NS. Johns, a Scottish wearing a NL-kilt, and his dog step into the icy breeze at the top of Cape Spear at the eastern tip of Newfoundland, 8,000 kilometers across Canada on Sunday. The fund-raising activity has been completed.

Michael Erowlies and his Alaskan husky, Luna, began their journey nine months ago in Tofino, British Columbia.

“I’m pretty excited, but I can’t believe it’s over,” he said as he approached the coastal finish line and was a lively -2C. of. “

From Dunkeld and Birnam, Scotland, Yellowlees did a spectacular trek to raise money for conservation groups who wanted to plant trees in the highlands of Scotland to revitalize the Caledonian forests.

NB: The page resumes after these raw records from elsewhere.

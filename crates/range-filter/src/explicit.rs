//! Literal clock-time ranges: `10:00-12:00`, `10-12`, `10-`, `-12`.
//!
//! Three forms are tried in order: full range, start-only, stop-only. The
//! first one that matches with at least one resolvable side wins. Spaces
//! around the dash are allowed.

use regex::{Captures, Regex};

use crate::calendar::Instant;
use crate::error::RangeError;
use crate::range::TimeRange;
use crate::rule::{self, named_capture, Rule};
use crate::time_string;

const FULL_RANGE: &str = r"(?P<start>[0-9]+(?::[0-9]+)?)\s*-\s*(?P<stop>[0-9]+(?::[0-9]+)?)";
const START_ONLY: &str = r"(?P<start>[0-9]+(?::[0-9]+)?)\s*-";
const STOP_ONLY: &str = r"-\s*(?P<stop>[0-9]+(?::[0-9]+)?)";

/// Compiled explicit-range patterns, in evaluation order.
#[derive(Debug, Clone)]
pub(crate) struct ExplicitPatterns {
    full: Regex,
    start_only: Regex,
    stop_only: Regex,
}

impl ExplicitPatterns {
    pub(crate) fn compile() -> Result<Self, RangeError> {
        Ok(Self {
            full: rule::compile(FULL_RANGE)?,
            start_only: rule::compile(START_ONLY)?,
            stop_only: rule::compile(STOP_ONLY)?,
        })
    }

    /// The rule table for one extraction, anchored to `now`.
    pub(crate) fn rules(&self, now: Instant) -> Vec<Rule<'_>> {
        vec![
            Rule::new("full-range", &self.full, move |caps| resolve_sides(caps, now)),
            Rule::new("start-only", &self.start_only, move |caps| {
                resolve_sides(caps, now)
            }),
            Rule::new("stop-only", &self.stop_only, move |caps| {
                resolve_sides(caps, now)
            }),
        ]
    }
}

fn resolve_sides(caps: &Captures<'_>, now: Instant) -> Option<TimeRange> {
    let start = resolve_side(caps, "start", now)?;
    let stop = resolve_side(caps, "stop", now)?;
    Some(TimeRange::new(start, stop))
}

/// `Some(None)` for an empty side; `None` if a present side cannot be placed
/// on the calendar, which rejects the whole form.
fn resolve_side(caps: &Captures<'_>, name: &str, now: Instant) -> Option<Option<Instant>> {
    match named_capture(caps, name) {
        None => Some(None),
        Some(fragment) => time_string::resolve(&fragment, now).map(Some),
    }
}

Raised over $ 60,000 for the Trees for Life charity, the 32-year-old Highlander wore a daily quilt for travel, including snowstorms in the Rocky Mountains and cold rain in Newfoundland.

“Once you move, keep it warm enough as long as the core is warm enough,” he said in a previous interview. “We stuck to it. It’s been a quilt all the time.”

Asked why he chose to walk in Canada, he said he would like to pay attention to the country’s vast forests, which are in stark contrast to the highlands, which are mostly treeless.

“It’s a pretty barren and sad landscape,” he said during a Saturday afternoon break. “It shouldn’t look like that. It used to be forested from coast to coast.”

He said the pine forest was logged long ago to promote shipbuilding and the growth of the British Empire. Similarly, thousands of Highland Scottish immigrated to Canada during the Highland Clearances from 1780 to 1860, when farmers were expelled to give way for sheep.

Some of the descendants of those immigrants still lived in Cape Breton, where Yellow Leeds soon noticed many Gaelic place names.

“The further east I felt, the more I felt at home,” he said. “People were parked, so I got in and spoke Gaelic to me … There is a shared heritage.”

As for his companion Luna, Yellow Leeds said the former sled dog traveled on a stride.

“They are bred for distance. For dogs like Luna, the mileage we cover every day is minimal. She was great.”

Yellowlees, who ran out of four pairs of boots, said she was physically tired. He planned to spend the next two weeks relaxing in St. John’s.

In retrospect, Yellowlees said he always remembers the kindness that many strangers have shown.

“People came out all over Canada to show their support and were absolutely amazing by bringing food to the roadside,” he said. “The hospitality and friendship I showed was breathtaking.”